Over the 25 years since my college graduation, I have opened myself up a lot more to people, perhaps because my friend brought the issue to my attention or because I finally was ready for it, but still, my close friends of today will tell you that I am not likely to reveal myself unless pushed or plied with wine and chocolate. Some of them might say that until I started this blog, they had no idea of what goes on in my head on a normal day. Writing about myself has always been easier than talking about myself.
It was as my husband and I drove the two and a half hours to our 25th college reunion this past weekend that I was struck by the fact that of the 650 people who graduated from Wesleyan University with me in May of 1987, only a handful knew me well enough to invite me home over vacation or share a meal on my birthday or stumble home from a frat party with me in the wee hours of the morning.
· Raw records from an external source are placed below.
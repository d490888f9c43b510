use std::time::Duration;

use anyhow::Result;
use meeting_light_rs::{
    Actuator, DeviceRegistry, EventStore, JsonConfigFile, KasaMeetingLight, KasaNetwork,
    KasaOptions, MeetingLight, RetryPolicy, UPCOMING_THRESHOLD_MINUTES, upcoming_threshold,
};
use serde::{Deserialize, Serialize};
use tracing::warn;

#[derive(Debug, Clone, Serialize, Deserialize, PartialEq)]
#[serde(default)]
pub struct Settings {
    /// Bulb name used when the device cache has none.
    pub alias: Option<String>,
    pub config_file: String,
    pub events_file: String,
    pub port: u16,
    /// Seconds between reconciliation passes, 0 disables polling.
    pub poll_interval_secs: u64,
    pub upcoming_threshold_minutes: i64,
    pub retry_attempts: u32,
    pub retry_delay_ms: u64,
    pub timeout_secs: u64,
    pub discovery_timeout_secs: u64,
}

impl Default for Settings {
    fn default() -> Self {
        Settings {
            alias: None,
            config_file: String::from("config.json"),
            events_file: String::from("events.json"),
            port: 5000,
            poll_interval_secs: 60,
            upcoming_threshold_minutes: UPCOMING_THRESHOLD_MINUTES,
            retry_attempts: 3,
            retry_delay_ms: 500,
            timeout_secs: 5,
            discovery_timeout_secs: 3,
        }
    }
}

impl Settings {
    /// Reads the settings file. An unreadable or invalid file falls back to
    /// the defaults.
    pub fn load(path: Option<&str>) -> Settings {
        let Some(path) = path else {
            return Settings::default();
        };
        match std::fs::read_to_string(path) {
            Ok(content) => serde_json::from_str(&content).unwrap_or_else(|e| {
                warn!("Invalid settings file {}: {}, using default settings", path, e);
                Settings::default()
            }),
            Err(e) => {
                warn!("Failed to read settings file {}: {}, using default settings", path, e);
                Settings::default()
            }
        }
    }

    pub fn poll_interval(&self) -> Duration {
        Duration::from_secs(self.poll_interval_secs)
    }

    pub fn retry_policy(&self) -> RetryPolicy {
        RetryPolicy {
            attempts: self.retry_attempts,
            delay: Duration::from_millis(self.retry_delay_ms),
        }
    }

    /// Out-of-range values fall back to the default threshold.
    pub fn upcoming_threshold(&self) -> chrono::Duration {
        chrono::Duration::try_minutes(self.upcoming_threshold_minutes).unwrap_or_else(|| {
            warn!(
                "upcoming_threshold_minutes {} is out of range, using {}",
                self.upcoming_threshold_minutes, UPCOMING_THRESHOLD_MINUTES
            );
            upcoming_threshold()
        })
    }

    pub fn kasa_options(&self) -> Result<KasaOptions> {
        Ok(KasaOptions::builder()
            .timeout(Duration::from_secs(self.timeout_secs))
            .discovery_timeout(Duration::from_secs(self.discovery_timeout_secs))
            .build()?)
    }

    pub fn build_service(&self) -> Result<KasaMeetingLight> {
        let registry = DeviceRegistry::new(
            KasaNetwork::new(self.kasa_options()?),
            JsonConfigFile::new(&self.config_file),
        )
        .with_alias(self.alias.clone());
        let actuator = Actuator::new(registry, self.retry_policy());
        Ok(MeetingLight::new(actuator, EventStore::new(&self.events_file))
            .with_upcoming_threshold(self.upcoming_threshold()))
    }
}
A much larger group of people were acquaintances, people who may or may not have waved to me as we walked across campus or sat beside me during a class lecture or in the crowded dining hall. And then there were those who might’ve heard my name through a friend of a friend or seen my picture in the freshman facebook (the artifact that ultimately led to “Facebook”) or watched me recite my poetry that one time I dared to expose myself during those years. And then there were the others, a fairly large group that probably didn’t have an inkling of my existence, despite living within a mile or two of me for four years.
It goes both ways. I only know well a few from my graduating class. I have acquaintances and some whose name or face I know from a single incident 25 years ago or from the news of their successes post-college (there are an unbelievably lot of those). And I’m sure there are many whom I would not recognize by name or face if they stood in front of me and let me search my memory for an hour.
So, as my husband watched the road and listened to the radio, I closed my eyes and thought about how I was going to make the most out of my reunion experience. I was a little bit nervous. None of the people I have kept up with since college were able to make the event, which as I thought about it, was probably a good thing. But in a moment of insecurity, I began to question why I was going to put myself through this obviously uncomfortable experience. What if I only THINK I have acquaintances that will remember me? What if not a single person is pleased to see me or to acknowledge my existence?
How can I be so confident in some ways and such a basketcase in others?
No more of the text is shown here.